そのため、基本的には敵と遭遇する前に銃を構えていることを求められた。

いわゆる、ガン待ちスタイルだ。試合でSRを用いる際は、必ずこの立ち回りだった。


 だが、これは銃をカスタマイズすることによって、ある程度軽減できる。

 俺が使っているSRは、ストックは軽量型のもの、バレルは最短のものを選び、銃身を徹底的に切り詰めた。もちろん、バレルが短いと弾速が落ちて射程距離が短くなり、ストックが軽いと手ブレが激しくなる。

しかしそうした犠牲を払う事によって銃身が軽くなり、より速いスピードで覗き込むことができるのだ。
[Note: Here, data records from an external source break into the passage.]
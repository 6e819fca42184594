use crate::core::{
    command_init::CommandContext,
    error::{Result, SmoothError},
    experiment::StashOutcome,
    naming::experiment_label,
    runner::GitRunner,
    state::BranchInfo,
};
use clap::Subcommand;

#[derive(Subcommand, Debug)]
pub enum ExperimentCommand {
    /// List experiments, newest first
    List,

    /// Start a new experiment from where you are now
    New {
        /// A short name, e.g. "dark mode"
        name: String,
    },

    /// Merge the current experiment into main
    Keep,

    /// Throw away the current experiment and go back to main
    Abandon {
        /// Don't ask for confirmation
        #[arg(short, long)]
        yes: bool,
    },

    /// Switch to another experiment (by index, name or full branch) or back to main
    Switch { target: String },
}

pub fn execute_experiment<R: GitRunner>(
    ctx: &CommandContext<R>,
    command: Option<ExperimentCommand>,
) -> Result<()> {
    match command.unwrap_or(ExperimentCommand::List) {
        ExperimentCommand::List => list_experiments(ctx),
        ExperimentCommand::New { name } => {
            let branch = ctx.app.create_experiment(&name)?;
            ctx.printer
                .success(&format!("Started experiment {}", experiment_label(&branch)));
            ctx.printer.hint(&format!("  Working on {branch}"));
            println!();
            Ok(())
        }
        ExperimentCommand::Keep => {
            let branch = ctx.app.keep_experiment()?;
            ctx.printer.success(&format!(
                "Kept experiment {}: its saves are now part of main",
                experiment_label(&branch)
            ));
            ctx.printer
                .hint(&format!("  The branch {branch} is still there if you need it"));
            println!();
            Ok(())
        }
        ExperimentCommand::Abandon { yes } => {
            if !yes && !ctx.printer.confirm("Abandon this experiment and everything saved on it?")? {
                ctx.printer.info("Experiment kept as is.");
                return Ok(());
            }
            let branch = ctx.app.abandon_experiment()?;
            ctx.printer
                .success(&format!("Abandoned experiment {}", experiment_label(&branch)));
            println!();
            Ok(())
        }
        ExperimentCommand::Switch { target } => switch_to(ctx, &target),
    }
}

fn list_experiments<R: GitRunner>(ctx: &CommandContext<R>) -> Result<()> {
    let experiments = ctx.app.experiments()?;
    if experiments.is_empty() {
        ctx.printer
            .info("No experiments yet. Start one with: smooth experiment new <name>");
        return Ok(());
    }

    let theme = ctx.printer.theme();
    ctx.printer.section_header("Experiments");
    for (i, experiment) in experiments.iter().enumerate() {
        let marker = if experiment.is_current { " (current)" } else { "" };
        let label = format!(
            "{}{} {}",
            theme.accent(experiment_label(&experiment.name)),
            theme.success(marker),
            theme.muted(&experiment.name)
        );
        ctx.printer.numbered(i + 1, &label);
    }
    println!();
    Ok(())
}

/// Branch named by `target`: a 1-based index, a full branch name, or a label
pub fn resolve_experiment(target: &str, experiments: &[BranchInfo]) -> Option<String> {
    let target = target.trim();

    if let Ok(index) = target.parse::<usize>() {
        if index >= 1 && index <= experiments.len() {
            return Some(experiments[index - 1].name.clone());
        }
    }

    experiments
        .iter()
        .find(|e| e.name == target)
        .or_else(|| experiments.iter().find(|e| experiment_label(&e.name) == target))
        .map(|e| e.name.clone())
}

fn switch_to<R: GitRunner>(ctx: &CommandContext<R>, target: &str) -> Result<()> {
    let experiments = ctx.app.experiments()?;
    let main = ctx.app.repo().main_branch_name()?;

    let branch = if target == main {
        main
    } else {
        resolve_experiment(target, &experiments)
            .ok_or_else(|| SmoothError::experiment_not_found(target))?
    };

    match ctx.app.switch_experiment(&branch)? {
        StashOutcome::NothingStashed => {}
        StashOutcome::Restored => ctx.printer.hint("  Your unsaved changes came along"),
        StashOutcome::StillStashed(reason) => {
            ctx.printer.warning(&format!(
                "Your changes are still in the stash ({reason}). Run `git stash pop` once you are ready."
            ));
        }
    }

    ctx.printer.success(&format!("Now on {branch}"));
    println!();
    Ok(())
}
 これならガン待ちせずとも、接敵する度に覗き込んで射撃すれば間に合うという寸法である。

 いわゆる、突撃型()スナイパー()だ。


 凸砂は、プレイ映像を録画すると画面映えするので、多くのFPSプレイヤーが憧れるプレイスタイルだった。だが、勿論その難易度は著しく高い。

 少なくとも、ミスが許されない試合で用いることなど、到底できない所業だった。


 俺はSRを握りしめ、分隊の先陣を切って、斜面を登って行った。

 俺達は遠回りしてでも、なるべく斜面が緩やかなところを通るよう心掛けた。

 FPSスキル発動中は地面に手をつけないので、二足歩行で登れる程度の斜面しか俺は登れなかったのだ。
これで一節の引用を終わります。